The hub itself is supportive of all parents and we think that our users can provide a wealth of information about a number of topics, circumcision being one of them. We encourage all to share their knowledge and experiences. We know that we are all never going to agree, but that does not mean that we can't discuss.
You can agree or disagree with the studies that have been presented, but the information is there to address the OP which was:
Does anyone know if there have been any studies done on the impact of circumcision (particularly if done early) on mother baby bonding and relationship? It would be fascinating to know if circumcising changed a babe's ability to form a strong bond with its mother.
Please keep to the topic about a baby's ability to bond post-circ. This is not a debate thread, but feel free to start one if you like.
Cheers
Mamalicious
20-07-2007, 17:32
sorry :o
i get really upset over it, i wish my son had never been done but it wasn't something i had any control over, it was a decision made by my husband before he even met me... i feel guilty and when i read " does it affect bonding" i went "omg please no, it doesnt does it, have i damaged him, why did i let it happen, omg bad mama"
i worry that he will feel a resentment towards me, but not know why, that he will just have a feeling that i wont protect him from pain.
i dont usually come in here cos i get so upset, might keep it that way!!!
Milliner
20-07-2007, 19:20
All I know is that DP and my father are done. They don't have a very close bond with their mothers, but maybe that's because both women are very cold hearted people.
secondtimearound2
21-07-2007, 19:43
Does anyone know if there have been any studies done on the impact of circumcision (particularly if done early) on mother baby bonding and relationship? It would be fascinating to know if circumcising changed a babe's ability to form a strong bond with its mother.

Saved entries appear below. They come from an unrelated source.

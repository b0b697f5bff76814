// SPDX-License-Identifier: MIT
// Copyright 2026 Roland Dreier <roland@rolandd.dev>

//! SQLite-backed canonical store with typed operations.
//!
//! Provides high-level operations for:
//! - Workouts (canonical records keyed by source and external ID)
//! - Sync cursors (per-source watermarks, committed with each batch)
//! - Credentials (the persisted OAuth token pair)

use async_trait::async_trait;
use chrono::{DateTime, Utc};
use sqlx::sqlite::{
    SqliteConnectOptions, SqliteJournalMode, SqlitePool, SqlitePoolOptions, SqliteSynchronous,
};
use sqlx::{FromRow, Sqlite, Transaction};
use std::path::Path;
use std::str::FromStr;
use std::sync::Arc;
use std::time::Duration;
use tokio::sync::Mutex;

use crate::db::schema::SQLITE_INIT;
use crate::error::{Result, SyncError};
use crate::models::{CanonicalWorkout, OAuthToken, Source, StrengthSet, SyncCursor, WorkoutKey};
use crate::services::token_manager::CredentialVault;
use crate::time_utils::from_unix_seconds;

const WORKOUT_COLUMNS: &str = "source, external_id, category, name, start_time, duration_seconds, \
     distance_meters, elevation_gain_meters, route_polyline, strength_detail, raw_payload";

/// Durable canonical record set.
///
/// Cloning is cheap; clones share the pool and the single-writer lock.
#[derive(Clone)]
pub struct CanonicalStore {
    pool: SqlitePool,
    /// Serializes batch commits within this process.
    write_lock: Arc<Mutex<()>>,
}

/// Outcome of a committed batch.
#[derive(Debug, Clone, Default, PartialEq, Eq)]
pub struct BatchCommit {
    pub inserted: usize,
    pub updated: usize,
    /// Cursor value stored after the commit
    pub cursor: Option<SyncCursor>,
}

impl BatchCommit {
    pub fn total(&self) -> usize {
        self.inserted + self.updated
    }
}

impl CanonicalStore {
    /// Open (or create) the store at `path`.
    pub async fn open(path: &Path) -> Result<Self> {
        if let Some(parent) = path.parent().filter(|p| !p.as_os_str().is_empty()) {
            std::fs::create_dir_all(parent).map_err(|e| {
                SyncError::Store(format!("Failed to create {}: {}", parent.display(), e))
            })?;
        }

        let options = SqliteConnectOptions::new()
            .filename(path)
            .create_if_missing(true)
            .busy_timeout(Duration::from_secs(5))
            .journal_mode(SqliteJournalMode::Wal)
            .synchronous(SqliteSynchronous::Normal);

        let pool = SqlitePoolOptions::new()
            .max_connections(4)
            .connect_with(options)
            .await?;

        tracing::info!(path = %path.display(), "Opened canonical store");
        Self::with_pool(pool).await
    }

    /// Create a private in-memory store (tests and dry runs).
    pub async fn open_in_memory() -> Result<Self> {
        let options = SqliteConnectOptions::from_str("sqlite::memory:")?;

        // Every connection to :memory: is a separate database, so pin to one.
        let pool = SqlitePoolOptions::new()
            .max_connections(1)
            .idle_timeout(None)
            .max_lifetime(None)
            .connect_with(options)
            .await?;

        Self::with_pool(pool).await
    }

    async fn with_pool(pool: SqlitePool) -> Result<Self> {
        for stmt in SQLITE_INIT.split(';') {
            let s = stmt.trim();
            if s.is_empty() {
                continue;
            }
            sqlx::query(s).execute(&pool).await?;
        }

        Ok(Self {
            pool,
            write_lock: Arc::new(Mutex::new(())),
        })
    }

    // ─── Workout Operations ──────────────────────────────────────

    /// Atomically upsert `records` and advance the cursor.
    ///
    /// Either every record and the cursor are committed, or nothing is. The
    /// stored cursor is `MAX(existing, new)` so it never moves backwards.
    pub(crate) async fn upsert_batch(
        &self,
        records: &[CanonicalWorkout],
        new_cursor: Option<SyncCursor>,
    ) -> Result<BatchCommit> {
        let _guard = self.write_lock.lock().await;

        let mut tx = self.pool.begin().await.map_err(write_error)?;
        let mut commit = BatchCommit::default();
        let synced_at = Utc::now().timestamp();

        for record in records {
            if upsert_workout(&mut tx, record, synced_at).await? {
                commit.inserted += 1;
            } else {
                commit.updated += 1;
            }
        }

        if let Some(cursor) = new_cursor {
            commit.cursor = Some(advance_cursor(&mut tx, cursor).await?);
        }

        tx.commit().await.map_err(write_error)?;

        tracing::debug!(
            inserted = commit.inserted,
            updated = commit.updated,
            "Batch committed"
        );
        Ok(commit)
    }

    /// Every record, oldest first.
    pub async fn all_records(&self) -> Result<Vec<CanonicalWorkout>> {
        let rows = sqlx::query_as::<_, WorkoutRow>(&format!(
            "SELECT {WORKOUT_COLUMNS} FROM workouts ORDER BY start_time, source, external_id"
        ))
        .fetch_all(&self.pool)
        .await?;

        rows.into_iter().map(CanonicalWorkout::try_from).collect()
    }

    /// Records that started strictly after `since`, oldest first.
    pub async fn records_since(&self, since: DateTime<Utc>) -> Result<Vec<CanonicalWorkout>> {
        let rows = sqlx::query_as::<_, WorkoutRow>(&format!(
            "SELECT {WORKOUT_COLUMNS} FROM workouts WHERE start_time > ? \
             ORDER BY start_time, source, external_id"
        ))
        .bind(since.timestamp())
        .fetch_all(&self.pool)
        .await?;

        rows.into_iter().map(CanonicalWorkout::try_from).collect()
    }

    /// Look up a single record by identity key.
    pub async fn get(&self, key: &WorkoutKey) -> Result<Option<CanonicalWorkout>> {
        let row = sqlx::query_as::<_, WorkoutRow>(&format!(
            "SELECT {WORKOUT_COLUMNS} FROM workouts WHERE source = ? AND external_id = ?"
        ))
        .bind(key.source.as_str())
        .bind(&key.external_id)
        .fetch_optional(&self.pool)
        .await?;

        row.map(CanonicalWorkout::try_from).transpose()
    }

    /// Number of stored records.
    pub async fn count(&self) -> Result<u64> {
        let (count,): (i64,) = sqlx::query_as("SELECT COUNT(*) FROM workouts")
            .fetch_one(&self.pool)
            .await?;
        Ok(u64::try_from(count).unwrap_or(0))
    }

    // ─── Cursor Operations ───────────────────────────────────────

    /// Current watermark for `source`, if it has ever been synced.
    pub async fn cursor(&self, source: Source) -> Result<Option<SyncCursor>> {
        let row: Option<(i64,)> =
            sqlx::query_as("SELECT last_synced FROM sync_cursors WHERE source = ?")
                .bind(source.as_str())
                .fetch_optional(&self.pool)
                .await?;

        Ok(row.map(|(secs,)| SyncCursor::new(source, from_unix_seconds(secs))))
    }
}

// ─── Credential Operations ───────────────────────────────────────

#[async_trait]
impl CredentialVault for CanonicalStore {
    async fn load_token(&self) -> Result<Option<OAuthToken>> {
        let row: Option<(String, String, i64)> = sqlx::query_as(
            "SELECT access_token, refresh_token, expires_at FROM credentials WHERE id = 1",
        )
        .fetch_optional(&self.pool)
        .await?;

        Ok(row.map(|(access_token, refresh_token, expires_at)| OAuthToken {
            access_token,
            refresh_token,
            expires_at: from_unix_seconds(expires_at),
        }))
    }

    async fn save_token(&self, token: &OAuthToken) -> Result<()> {
        if token.refresh_token.is_empty() {
            return Err(SyncError::StoreWrite(
                "Refusing to persist an empty refresh token".to_string(),
            ));
        }

        sqlx::query(
            r#"
            INSERT INTO credentials (id, access_token, refresh_token, expires_at, updated_at)
            VALUES (1, ?, ?, ?, ?)
            ON CONFLICT(id) DO UPDATE SET
                access_token = excluded.access_token,
                refresh_token = excluded.refresh_token,
                expires_at = excluded.expires_at,
                updated_at = excluded.updated_at
            "#,
        )
        .bind(&token.access_token)
        .bind(&token.refresh_token)
        .bind(token.expires_at.timestamp())
        .bind(Utc::now().timestamp())
        .execute(&self.pool)
        .await
        .map_err(write_error)?;

        Ok(())
    }
}

/// Insert or replace one record. Returns `true` if the key was new.
async fn upsert_workout(
    tx: &mut Transaction<'_, Sqlite>,
    record: &CanonicalWorkout,
    synced_at: i64,
) -> Result<bool> {
    let exists: Option<(i64,)> =
        sqlx::query_as("SELECT 1 FROM workouts WHERE source = ? AND external_id = ?")
            .bind(record.source.as_str())
            .bind(&record.external_id)
            .fetch_optional(&mut **tx)
            .await
            .map_err(write_error)?;

    let strength_detail = record
        .strength_detail
        .as_ref()
        .map(serde_json::to_string)
        .transpose()
        .map_err(|e| SyncError::StoreWrite(format!("Failed to encode strength detail: {e}")))?;
    let raw_payload = serde_json::to_string(&record.raw_payload)
        .map_err(|e| SyncError::StoreWrite(format!("Failed to encode payload: {e}")))?;

    sqlx::query(
        r#"
        INSERT INTO workouts (
            source, external_id, category, name, start_time, duration_seconds,
            distance_meters, elevation_gain_meters, route_polyline, strength_detail,
            raw_payload, synced_at
        )
        VALUES (?, ?, ?, ?, ?, ?, ?, ?, ?, ?, ?, ?)
        ON CONFLICT(source, external_id) DO UPDATE SET
            category = excluded.category,
            name = excluded.name,
            start_time = excluded.start_time,
            duration_seconds = excluded.duration_seconds,
            distance_meters = excluded.distance_meters,
            elevation_gain_meters = excluded.elevation_gain_meters,
            route_polyline = excluded.route_polyline,
            strength_detail = excluded.strength_detail,
            raw_payload = excluded.raw_payload,
            synced_at = excluded.synced_at
        "#,
    )
    .bind(record.source.as_str())
    .bind(&record.external_id)
    .bind(record.category.as_str())
    .bind(&record.name)
    .bind(record.start_time.timestamp())
    .bind(i64::try_from(record.duration_seconds).unwrap_or(i64::MAX))
    .bind(record.distance_meters)
    .bind(record.elevation_gain_meters)
    .bind(&record.route_polyline)
    .bind(strength_detail)
    .bind(raw_payload)
    .bind(synced_at)
    .execute(&mut **tx)
    .await
    .map_err(write_error)?;

    Ok(exists.is_none())
}

async fn advance_cursor(
    tx: &mut Transaction<'_, Sqlite>,
    cursor: SyncCursor,
) -> Result<SyncCursor> {
    let (stored,): (i64,) = sqlx::query_as(
        r#"
        INSERT INTO sync_cursors (source, last_synced) VALUES (?, ?)
        ON CONFLICT(source) DO UPDATE SET last_synced = MAX(last_synced, excluded.last_synced)
        RETURNING last_synced
        "#,
    )
    .bind(cursor.source.as_str())
    .bind(cursor.last_synced.timestamp())
    .fetch_one(&mut **tx)
    .await
    .map_err(write_error)?;

    Ok(SyncCursor::new(cursor.source, from_unix_seconds(stored)))
}

fn write_error(err: sqlx::Error) -> SyncError {
    SyncError::StoreWrite(err.to_string())
}

/// Row shape of the `workouts` table.
#[derive(Debug, FromRow)]
struct WorkoutRow {
    source: String,
    external_id: String,
    category: String,
    name: Option<String>,
    start_time: i64,
    duration_seconds: i64,
    distance_meters: Option<f64>,
    elevation_gain_meters: Option<f64>,
    route_polyline: Option<String>,
    strength_detail: Option<String>,
    raw_payload: String,
}

impl TryFrom<WorkoutRow> for CanonicalWorkout {
    type Error = SyncError;

    fn try_from(row: WorkoutRow) -> Result<Self> {
        let strength_detail = row
            .strength_detail
            .as_deref()
            .map(serde_json::from_str::<Vec<StrengthSet>>)
            .transpose()
            .map_err(|e| SyncError::Store(format!("Corrupt strength detail: {e}")))?;

        Ok(CanonicalWorkout {
            source: row.source.parse().map_err(SyncError::Store)?,
            external_id: row.external_id,
            category: row.category.parse().map_err(SyncError::Store)?,
            name: row.name,
            start_time: from_unix_seconds(row.start_time),
            duration_seconds: u64::try_from(row.duration_seconds).unwrap_or(0),
            distance_meters: row.distance_meters,
            elevation_gain_meters: row.elevation_gain_meters,
            route_polyline: row.route_polyline,
            strength_detail,
            raw_payload: serde_json::from_str(&row.raw_payload)
                .map_err(|e| SyncError::Store(format!("Corrupt payload: {e}")))?,
        })
    }
}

Here is some info for you http://www.kindredmedia.com.au/library_page1/bonding_and_the_origins_of_love/59/1
I have a beautiful bond with my little boy!! He was circumcised at 5 days old. He was born into this world with no drugs (I was blessed to have a non complicated labour & birth at a birth centre) and he has been B/F and still is. He had the ring thing and we were lucky there were no complications there either. We did it for are own reasons (background ect ect) and are very happy he is now done.